Literature, Immigration, and Diaspora in Fin de Siècle England
Tuesday, 12 February 2013 at 18:30 (GMT)
Literature, Immigration and Diaspora in Fin de Siècle England:
A Cultural History of the 1905 Aliens Act
Professor David Glover, University of Southampton;Professor Sonya Rose, Visiting Fellow, Birkbeck Institute of Humanities, Birkbeck, University of London; Professor Bill Schwarz, Queen Mary,University of London
Date: 12 February 2013
Venue: Birkbeck, University of London, Bloomsbury, London WC1E 7HX.
Room 421, Torrington Square main entrance
The 1905 Aliens Act was the first modern law to restrict immigration to Britain.

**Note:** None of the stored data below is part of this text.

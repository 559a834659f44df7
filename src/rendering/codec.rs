//! Lossless byte encodings of the raster layers.

use image::{GrayImage, RgbaImage};
use std::io::Cursor;

use crate::error::RenderError;

/// Decode any supported image format into straight-alpha RGBA.
pub fn decode_rgba(bytes: &[u8]) -> Result<RgbaImage, RenderError> {
    if bytes.is_empty() {
        return Err(RenderError::Decode("empty input".to_string()));
    }
    let decoded =
        image::load_from_memory(bytes).map_err(|e| RenderError::Decode(e.to_string()))?;
    Ok(decoded.to_rgba8())
}

/// Encode RGBA as 8-bit truecolor-with-alpha PNG.
pub fn encode_png(image: &RgbaImage) -> Result<Vec<u8>, RenderError> {
    encode(
        image.width(),
        image.height(),
        png::ColorType::Rgba,
        image.as_raw(),
    )
}

/// Encode a single-channel image as 8-bit grayscale PNG.
pub fn encode_gray_png(image: &GrayImage) -> Result<Vec<u8>, RenderError> {
    encode(
        image.width(),
        image.height(),
        png::ColorType::Grayscale,
        image.as_raw(),
    )
}

fn encode(
    width: u32,
    height: u32,
    color_type: png::ColorType,
    data: &[u8],
) -> Result<Vec<u8>, RenderError> {
    let mut buf = Cursor::new(Vec::new());
    {
        let mut encoder = png::Encoder::new(&mut buf, width, height);
        encoder.set_color(color_type);
        encoder.set_depth(png::BitDepth::Eight);
        encoder.set_compression(png::Compression::Fast);
        encoder.set_filter(png::FilterType::NoFilter);
        let mut writer = encoder
            .write_header()
            .map_err(|e| RenderError::PngEncode(e.to_string()))?;
        writer
            .write_image_data(data)
            .map_err(|e| RenderError::PngEncode(e.to_string()))?;
    }
    Ok(buf.into_inner())
}

/// Re-compress a PNG with oxipng, keeping every pixel value.
///
/// Returns the input unchanged if optimization fails.
pub fn optimize_png(png_bytes: Vec<u8>) -> Vec<u8> {
    match oxipng::optimize_from_memory(
        &png_bytes,
        &oxipng::Options {
            strip: oxipng::StripChunks::Safe,
            optimize_alpha: false,
            ..Default::default()
        },
    ) {
        Ok(optimized) => {
            tracing::debug!(
                before = png_bytes.len(),
                after = optimized.len(),
                "Optimized PNG"
            );
            optimized
        }
        Err(e) => {
            tracing::warn!(%e, "PNG optimization failed, keeping original");
            png_bytes
        }
    }
}
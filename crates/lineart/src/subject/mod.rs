//! Subject masking and compositing.
//!
//! Used in "keep subject, simplify background" mode: the photo's salient
//! subject is located, cropped and sent for separate line-art generation,
//! then the subject line art is pasted over the background line art with
//! a hard cutover along the mask.
//!
//! ```text
//! photo ──► detect_subject ──► SubjectDetection { mask, bounds, found }
//!                                   │
//!               crop ◄──────────────┤
//!                                   ▼
//! background art + subject art ──► composite_subject ──► outline
//! ```

mod bbox;
mod components;
mod compose;
mod mask;
mod options;

pub use bbox::BoundingBox;
pub use components::{largest_component, Components};
pub use compose::composite_subject;
pub use mask::{detect_subject, SubjectDetection, MASK_BACKGROUND, MASK_SUBJECT};
pub use options::{
    SubjectOptions, DEFAULT_BBOX_MARGIN, DEFAULT_CENTER_FALLOFF, DEFAULT_CLOSING_RADIUS,
    DEFAULT_MASK_THRESHOLD, DEFAULT_MEMBERSHIP_THRESHOLD, DEFAULT_SUBJECT_WORKING_SIZE,
};
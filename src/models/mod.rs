pub mod config;
pub mod stroke;
pub mod view;

pub use config::{
    CanvasConfig, ColorLayerMode, EngineConfig, ExportConfig, FillConfig, HistoryConfig,
    PreprocessConfig, SubjectConfig,
};
pub use stroke::{Stroke, StrokePoint, MIN_STROKE_WIDTH};
pub use view::ViewTransform;
//! Axis-aligned integer bounding boxes.

use crate::bitmap::Bitmap;

/// Integer rectangle `(x, y, width, height)`.
#[derive(Debug, Clone, Copy, PartialEq, Eq, Hash)]
pub struct BoundingBox {
    pub x: u32,
    pub y: u32,
    pub width: u32,
    pub height: u32,
}

impl BoundingBox {
    pub const fn new(x: u32, y: u32, width: u32, height: u32) -> Self {
        Self {
            x,
            y,
            width,
            height,
        }
    }

    /// Box covering a whole `width` x `height` image.
    pub const fn full(width: u32, height: u32) -> Self {
        Self::new(0, 0, width, height)
    }

    /// Centered half-size box used when no subject was found.
    ///
    /// ```
    /// use lineart::BoundingBox;
    ///
    /// assert_eq!(BoundingBox::centered_fallback(100, 60), BoundingBox::new(25, 15, 50, 30));
    /// ```
    pub fn centered_fallback(width: u32, height: u32) -> Self {
        Self::new(
            width / 4,
            height / 4,
            (width / 2).max(1).min(width),
            (height / 2).max(1).min(height),
        )
    }

    /// Box around every foreground pixel, padded by `margin` and clamped to
    /// the bitmap. `None` when the bitmap has no foreground.
    pub fn from_bitmap(bitmap: &Bitmap, margin: u32) -> Option<Self> {
        let mut min_x = u32::MAX;
        let mut min_y = u32::MAX;
        let mut max_x = 0;
        let mut max_y = 0;
        let mut any = false;
        for y in 0..bitmap.height() {
            for x in 0..bitmap.width() {
                if bitmap.get(x, y) {
                    any = true;
                    min_x = min_x.min(x);
                    min_y = min_y.min(y);
                    max_x = max_x.max(x);
                    max_y = max_y.max(y);
                }
            }
        }
        if !any {
            return None;
        }

        let x0 = min_x.saturating_sub(margin);
        let y0 = min_y.saturating_sub(margin);
        let x1 = max_x.saturating_add(margin).min(bitmap.width() - 1);
        let y1 = max_y.saturating_add(margin).min(bitmap.height() - 1);
        Some(Self::new(x0, y0, x1 - x0 + 1, y1 - y0 + 1))
    }

    #[inline]
    pub fn right(&self) -> u32 {
        self.x + self.width
    }

    #[inline]
    pub fn bottom(&self) -> u32 {
        self.y + self.height
    }

    #[inline]
    pub fn contains(&self, x: u32, y: u32) -> bool {
        x >= self.x && y >= self.y && x < self.right() && y < self.bottom()
    }

    pub fn is_empty(&self) -> bool {
        self.width == 0 || self.height == 0
    }

    /// Map the box from a `from` sized image onto a `to` sized image.
    ///
    /// The origin rounds down and the far edge rounds up so the scaled box
    /// never loses coverage. The result is clamped to `to`.
    pub fn scale(&self, from: (u32, u32), to: (u32, u32)) -> Self {
        if from.0 == 0 || from.1 == 0 {
            return Self::new(0, 0, 0, 0);
        }
        let scale_axis = |start: u32, end: u32, src: u32, dst: u32| -> (u32, u32) {
            let s = (start as u64 * dst as u64 / src as u64) as u32;
            let e = ((end as u64 * dst as u64).div_ceil(src as u64) as u32).min(dst);
            (s.min(dst), e.max(s.min(dst)))
        };
        let (x0, x1) = scale_axis(self.x, self.right(), from.0, to.0);
        let (y0, y1) = scale_axis(self.y, self.bottom(), from.1, to.1);
        Self::new(x0, y0, x1 - x0, y1 - y0)
    }

    /// Intersect with a `width` x `height` image.
    pub fn clamp_to(&self, width: u32, height: u32) -> Self {
        let x = self.x.min(width);
        let y = self.y.min(height);
        Self::new(
            x,
            y,
            self.right().min(width) - x,
            self.bottom().min(height) - y,
        )
    }
}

David Glover’s new book, Literature, Immigration, and Diaspora in Fin de Siècle England: A Cultural History of the 1905 Aliens Act asks how it was possible for Britain – a nation that had prided itself on offering asylum to refugees – to pass such legislation.
Glover argues that the literary and popular entertainments at the turn of the century perpetuated a culture of xenophobia, evidenced in the ways that the legal notion of the ‘alien’ became a national-racist epithet indistinguishable from the figure of ‘the Jew’. Reconstructing ‘the alien question’ Glover examines the work of George Eliot, Israel Zangwill, Rudyard Kipling and Joseph Conrad among others. Linking these figures to the beliefs and ideologies that circulated at the time, Glover sheds new light on dilemmas about borders, nationality and citizenship – issues that were as troubling a century ago as they are today.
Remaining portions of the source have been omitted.